Provided entries Block Start

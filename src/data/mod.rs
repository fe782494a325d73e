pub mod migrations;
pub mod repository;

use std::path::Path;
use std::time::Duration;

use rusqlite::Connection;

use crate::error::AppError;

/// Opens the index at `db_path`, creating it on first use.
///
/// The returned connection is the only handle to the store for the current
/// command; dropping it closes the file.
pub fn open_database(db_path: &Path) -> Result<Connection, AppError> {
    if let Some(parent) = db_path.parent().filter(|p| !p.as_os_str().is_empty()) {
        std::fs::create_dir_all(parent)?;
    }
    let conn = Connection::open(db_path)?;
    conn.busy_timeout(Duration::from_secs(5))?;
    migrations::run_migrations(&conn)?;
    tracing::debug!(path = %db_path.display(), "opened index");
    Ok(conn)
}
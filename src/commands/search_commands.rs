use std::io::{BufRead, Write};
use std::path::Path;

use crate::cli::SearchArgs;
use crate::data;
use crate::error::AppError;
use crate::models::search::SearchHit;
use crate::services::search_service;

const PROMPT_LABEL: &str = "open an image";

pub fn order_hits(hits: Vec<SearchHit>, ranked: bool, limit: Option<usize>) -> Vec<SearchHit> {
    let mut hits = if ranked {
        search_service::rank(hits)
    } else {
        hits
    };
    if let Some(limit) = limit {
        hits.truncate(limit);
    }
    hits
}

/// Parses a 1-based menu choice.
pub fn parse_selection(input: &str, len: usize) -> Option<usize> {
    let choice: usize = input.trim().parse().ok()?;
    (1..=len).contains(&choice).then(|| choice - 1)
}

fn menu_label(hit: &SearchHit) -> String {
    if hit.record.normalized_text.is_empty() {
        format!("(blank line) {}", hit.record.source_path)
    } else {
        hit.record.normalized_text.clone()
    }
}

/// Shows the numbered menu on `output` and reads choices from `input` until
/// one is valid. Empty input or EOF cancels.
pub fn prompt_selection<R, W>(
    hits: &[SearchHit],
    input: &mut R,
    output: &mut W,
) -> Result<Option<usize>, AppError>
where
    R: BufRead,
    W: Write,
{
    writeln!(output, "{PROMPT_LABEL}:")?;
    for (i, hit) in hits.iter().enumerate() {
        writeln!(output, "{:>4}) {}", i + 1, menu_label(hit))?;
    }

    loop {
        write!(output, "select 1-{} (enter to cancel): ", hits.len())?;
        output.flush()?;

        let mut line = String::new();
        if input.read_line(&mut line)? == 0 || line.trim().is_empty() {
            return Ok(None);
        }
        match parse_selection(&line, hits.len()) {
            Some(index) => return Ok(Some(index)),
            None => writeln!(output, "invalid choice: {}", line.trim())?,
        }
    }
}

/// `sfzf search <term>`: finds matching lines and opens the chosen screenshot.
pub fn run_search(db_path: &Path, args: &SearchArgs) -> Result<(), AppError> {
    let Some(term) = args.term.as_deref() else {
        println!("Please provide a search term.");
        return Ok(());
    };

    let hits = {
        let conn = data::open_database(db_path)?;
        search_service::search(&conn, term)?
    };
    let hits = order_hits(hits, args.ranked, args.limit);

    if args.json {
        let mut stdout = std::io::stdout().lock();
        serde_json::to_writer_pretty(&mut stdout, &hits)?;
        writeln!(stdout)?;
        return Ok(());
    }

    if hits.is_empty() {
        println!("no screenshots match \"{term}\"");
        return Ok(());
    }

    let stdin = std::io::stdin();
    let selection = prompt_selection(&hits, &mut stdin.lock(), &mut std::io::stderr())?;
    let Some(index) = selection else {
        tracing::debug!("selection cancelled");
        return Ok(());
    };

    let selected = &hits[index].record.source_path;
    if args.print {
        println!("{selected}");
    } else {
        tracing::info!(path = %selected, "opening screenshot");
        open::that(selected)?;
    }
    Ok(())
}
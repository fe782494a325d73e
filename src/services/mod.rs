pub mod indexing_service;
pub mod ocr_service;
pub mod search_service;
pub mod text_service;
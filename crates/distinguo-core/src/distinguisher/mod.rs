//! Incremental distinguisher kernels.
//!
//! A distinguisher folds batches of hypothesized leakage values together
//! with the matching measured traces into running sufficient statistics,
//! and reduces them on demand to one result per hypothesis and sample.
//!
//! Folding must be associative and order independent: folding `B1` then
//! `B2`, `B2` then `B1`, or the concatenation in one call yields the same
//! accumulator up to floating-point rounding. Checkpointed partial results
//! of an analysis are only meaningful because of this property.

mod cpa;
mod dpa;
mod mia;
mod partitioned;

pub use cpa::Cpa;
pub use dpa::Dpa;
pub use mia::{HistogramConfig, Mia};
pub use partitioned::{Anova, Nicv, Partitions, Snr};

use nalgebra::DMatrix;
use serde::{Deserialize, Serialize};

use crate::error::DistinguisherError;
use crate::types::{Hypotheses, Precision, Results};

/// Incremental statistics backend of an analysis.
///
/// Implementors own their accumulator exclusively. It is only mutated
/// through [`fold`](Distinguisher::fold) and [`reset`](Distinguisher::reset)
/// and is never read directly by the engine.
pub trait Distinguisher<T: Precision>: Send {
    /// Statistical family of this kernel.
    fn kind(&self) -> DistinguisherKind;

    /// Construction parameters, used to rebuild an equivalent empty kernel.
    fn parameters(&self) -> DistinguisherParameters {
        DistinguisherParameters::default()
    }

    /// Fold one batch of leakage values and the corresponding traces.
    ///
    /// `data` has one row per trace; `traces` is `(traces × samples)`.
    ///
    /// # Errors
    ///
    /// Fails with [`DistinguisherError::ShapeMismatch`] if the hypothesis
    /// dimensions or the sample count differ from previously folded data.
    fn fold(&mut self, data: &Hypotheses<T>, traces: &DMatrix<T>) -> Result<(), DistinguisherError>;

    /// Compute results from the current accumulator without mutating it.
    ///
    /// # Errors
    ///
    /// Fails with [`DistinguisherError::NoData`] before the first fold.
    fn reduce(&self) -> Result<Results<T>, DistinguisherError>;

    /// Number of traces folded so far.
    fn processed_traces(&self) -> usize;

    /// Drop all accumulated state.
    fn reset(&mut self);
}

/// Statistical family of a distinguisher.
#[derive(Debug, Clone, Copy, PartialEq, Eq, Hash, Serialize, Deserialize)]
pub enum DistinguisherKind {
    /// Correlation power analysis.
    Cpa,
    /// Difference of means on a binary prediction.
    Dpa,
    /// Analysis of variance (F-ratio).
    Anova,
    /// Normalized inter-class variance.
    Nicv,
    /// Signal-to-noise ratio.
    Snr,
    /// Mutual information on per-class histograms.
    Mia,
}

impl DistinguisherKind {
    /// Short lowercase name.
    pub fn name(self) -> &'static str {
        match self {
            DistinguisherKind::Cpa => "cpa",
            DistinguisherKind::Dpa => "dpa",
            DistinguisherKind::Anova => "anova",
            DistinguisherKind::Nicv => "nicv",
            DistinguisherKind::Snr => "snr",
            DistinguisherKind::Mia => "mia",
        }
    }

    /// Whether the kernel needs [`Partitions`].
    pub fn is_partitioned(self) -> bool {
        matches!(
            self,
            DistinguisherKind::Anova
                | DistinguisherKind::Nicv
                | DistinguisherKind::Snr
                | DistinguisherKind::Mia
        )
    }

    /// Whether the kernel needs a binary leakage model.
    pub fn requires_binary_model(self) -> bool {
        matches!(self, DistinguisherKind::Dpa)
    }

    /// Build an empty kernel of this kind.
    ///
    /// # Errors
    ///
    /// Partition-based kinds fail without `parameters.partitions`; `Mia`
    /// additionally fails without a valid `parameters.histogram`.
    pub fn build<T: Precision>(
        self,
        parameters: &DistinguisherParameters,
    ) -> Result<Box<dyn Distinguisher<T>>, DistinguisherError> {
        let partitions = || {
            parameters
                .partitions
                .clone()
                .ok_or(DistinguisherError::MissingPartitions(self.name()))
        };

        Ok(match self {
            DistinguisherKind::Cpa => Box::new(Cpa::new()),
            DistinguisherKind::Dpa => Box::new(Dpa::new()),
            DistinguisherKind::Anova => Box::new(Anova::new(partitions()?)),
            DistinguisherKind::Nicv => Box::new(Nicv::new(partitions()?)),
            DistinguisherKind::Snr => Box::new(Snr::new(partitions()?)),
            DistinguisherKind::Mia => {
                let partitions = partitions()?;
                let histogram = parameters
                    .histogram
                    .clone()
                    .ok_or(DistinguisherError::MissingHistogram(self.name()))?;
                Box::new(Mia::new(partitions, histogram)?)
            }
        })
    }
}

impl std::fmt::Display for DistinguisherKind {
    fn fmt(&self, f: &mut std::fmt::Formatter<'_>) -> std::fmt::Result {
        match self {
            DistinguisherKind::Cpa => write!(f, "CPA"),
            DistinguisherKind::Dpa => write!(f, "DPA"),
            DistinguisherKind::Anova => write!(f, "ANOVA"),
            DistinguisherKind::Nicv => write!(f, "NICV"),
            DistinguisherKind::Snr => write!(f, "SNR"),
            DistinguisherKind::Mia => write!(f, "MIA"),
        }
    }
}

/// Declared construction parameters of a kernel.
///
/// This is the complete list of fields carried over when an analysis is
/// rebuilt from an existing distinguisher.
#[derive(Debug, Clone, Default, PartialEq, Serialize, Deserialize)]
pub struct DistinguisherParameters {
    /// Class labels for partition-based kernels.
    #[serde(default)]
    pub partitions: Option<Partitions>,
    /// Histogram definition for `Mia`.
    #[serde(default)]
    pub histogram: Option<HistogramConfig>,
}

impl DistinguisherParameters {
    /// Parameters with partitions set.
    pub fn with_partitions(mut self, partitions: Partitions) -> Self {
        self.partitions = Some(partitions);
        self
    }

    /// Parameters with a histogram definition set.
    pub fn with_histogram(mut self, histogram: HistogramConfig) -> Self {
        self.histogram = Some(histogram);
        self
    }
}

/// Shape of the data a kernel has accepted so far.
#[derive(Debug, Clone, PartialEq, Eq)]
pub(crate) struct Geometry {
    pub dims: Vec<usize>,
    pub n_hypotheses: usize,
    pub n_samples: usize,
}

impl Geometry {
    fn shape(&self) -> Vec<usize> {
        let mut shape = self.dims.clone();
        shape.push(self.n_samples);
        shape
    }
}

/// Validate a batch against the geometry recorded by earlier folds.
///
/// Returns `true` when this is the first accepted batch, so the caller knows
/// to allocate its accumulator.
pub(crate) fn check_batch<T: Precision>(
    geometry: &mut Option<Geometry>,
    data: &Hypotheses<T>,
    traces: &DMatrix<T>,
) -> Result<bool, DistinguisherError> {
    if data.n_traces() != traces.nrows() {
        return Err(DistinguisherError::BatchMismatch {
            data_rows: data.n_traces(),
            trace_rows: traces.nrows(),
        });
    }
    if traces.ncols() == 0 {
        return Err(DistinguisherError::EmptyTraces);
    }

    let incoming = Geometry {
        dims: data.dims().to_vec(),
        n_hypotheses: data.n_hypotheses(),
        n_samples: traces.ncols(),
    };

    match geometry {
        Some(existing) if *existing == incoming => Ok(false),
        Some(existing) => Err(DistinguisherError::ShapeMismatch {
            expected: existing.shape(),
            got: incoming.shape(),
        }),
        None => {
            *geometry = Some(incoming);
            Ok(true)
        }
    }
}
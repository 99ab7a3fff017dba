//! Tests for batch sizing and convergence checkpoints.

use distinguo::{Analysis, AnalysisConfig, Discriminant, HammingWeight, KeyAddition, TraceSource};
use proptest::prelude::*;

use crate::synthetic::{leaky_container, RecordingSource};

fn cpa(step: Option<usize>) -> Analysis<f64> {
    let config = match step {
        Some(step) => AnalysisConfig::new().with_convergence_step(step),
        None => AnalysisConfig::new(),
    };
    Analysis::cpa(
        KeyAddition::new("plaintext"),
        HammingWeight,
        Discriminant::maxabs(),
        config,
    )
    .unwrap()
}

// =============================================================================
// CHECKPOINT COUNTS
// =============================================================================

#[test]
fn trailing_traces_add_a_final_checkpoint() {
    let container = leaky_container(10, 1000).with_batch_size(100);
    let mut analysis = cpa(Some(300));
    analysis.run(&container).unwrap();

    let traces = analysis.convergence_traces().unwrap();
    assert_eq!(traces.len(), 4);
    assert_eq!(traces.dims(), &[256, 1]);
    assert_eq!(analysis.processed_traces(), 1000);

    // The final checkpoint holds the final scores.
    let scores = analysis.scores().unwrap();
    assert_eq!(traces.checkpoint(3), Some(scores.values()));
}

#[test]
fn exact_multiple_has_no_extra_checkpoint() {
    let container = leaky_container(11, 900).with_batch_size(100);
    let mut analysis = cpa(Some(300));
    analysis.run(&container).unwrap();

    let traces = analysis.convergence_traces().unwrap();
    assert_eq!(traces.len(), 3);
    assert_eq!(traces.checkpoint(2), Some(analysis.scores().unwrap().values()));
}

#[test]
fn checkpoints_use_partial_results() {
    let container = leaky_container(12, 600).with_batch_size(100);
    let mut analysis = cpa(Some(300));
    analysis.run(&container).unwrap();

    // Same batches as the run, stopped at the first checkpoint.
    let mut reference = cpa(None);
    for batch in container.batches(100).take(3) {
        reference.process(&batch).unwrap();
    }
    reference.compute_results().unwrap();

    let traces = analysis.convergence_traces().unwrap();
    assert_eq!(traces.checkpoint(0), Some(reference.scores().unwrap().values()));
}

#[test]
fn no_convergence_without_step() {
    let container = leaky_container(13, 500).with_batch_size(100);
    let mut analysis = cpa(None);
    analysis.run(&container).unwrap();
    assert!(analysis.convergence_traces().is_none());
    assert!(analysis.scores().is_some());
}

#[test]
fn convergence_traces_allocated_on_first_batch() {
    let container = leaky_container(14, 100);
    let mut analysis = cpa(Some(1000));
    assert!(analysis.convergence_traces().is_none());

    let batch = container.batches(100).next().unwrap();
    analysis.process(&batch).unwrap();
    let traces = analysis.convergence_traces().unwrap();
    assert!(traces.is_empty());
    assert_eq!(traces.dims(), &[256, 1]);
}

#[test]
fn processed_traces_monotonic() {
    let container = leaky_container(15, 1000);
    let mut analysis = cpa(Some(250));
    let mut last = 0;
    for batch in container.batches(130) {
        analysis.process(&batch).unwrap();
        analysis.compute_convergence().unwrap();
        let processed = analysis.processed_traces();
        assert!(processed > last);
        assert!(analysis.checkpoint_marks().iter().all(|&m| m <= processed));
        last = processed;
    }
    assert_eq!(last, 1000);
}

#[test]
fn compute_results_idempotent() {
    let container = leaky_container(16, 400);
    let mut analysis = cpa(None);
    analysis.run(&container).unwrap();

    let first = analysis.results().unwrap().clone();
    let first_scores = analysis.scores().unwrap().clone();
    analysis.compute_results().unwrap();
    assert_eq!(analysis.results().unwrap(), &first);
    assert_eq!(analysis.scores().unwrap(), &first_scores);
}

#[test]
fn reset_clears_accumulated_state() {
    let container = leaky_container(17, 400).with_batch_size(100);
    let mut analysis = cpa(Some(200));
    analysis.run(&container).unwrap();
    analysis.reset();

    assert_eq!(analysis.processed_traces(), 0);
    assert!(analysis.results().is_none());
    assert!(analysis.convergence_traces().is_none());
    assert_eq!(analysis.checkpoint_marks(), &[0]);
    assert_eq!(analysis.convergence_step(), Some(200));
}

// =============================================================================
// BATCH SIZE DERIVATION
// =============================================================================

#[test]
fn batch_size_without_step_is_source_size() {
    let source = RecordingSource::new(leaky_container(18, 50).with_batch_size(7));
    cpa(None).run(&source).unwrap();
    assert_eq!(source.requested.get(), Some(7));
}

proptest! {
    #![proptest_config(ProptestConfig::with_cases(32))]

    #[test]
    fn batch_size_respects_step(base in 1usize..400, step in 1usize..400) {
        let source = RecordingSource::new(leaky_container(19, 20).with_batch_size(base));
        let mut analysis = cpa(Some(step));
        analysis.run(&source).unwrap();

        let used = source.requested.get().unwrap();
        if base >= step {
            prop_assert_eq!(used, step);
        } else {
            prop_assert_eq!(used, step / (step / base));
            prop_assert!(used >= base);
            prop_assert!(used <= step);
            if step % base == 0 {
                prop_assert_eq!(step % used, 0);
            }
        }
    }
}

Provided entries Block End

Your objective
Look through the records above for the string "DMatrix", then copy every line that has it.

Result of the task
use nalgebra::DMatrix;
    fn fold(&mut self, data: &Hypotheses<T>, traces: &DMatrix<T>) -> Result<(), DistinguisherError>;
    traces: &DMatrix<T>,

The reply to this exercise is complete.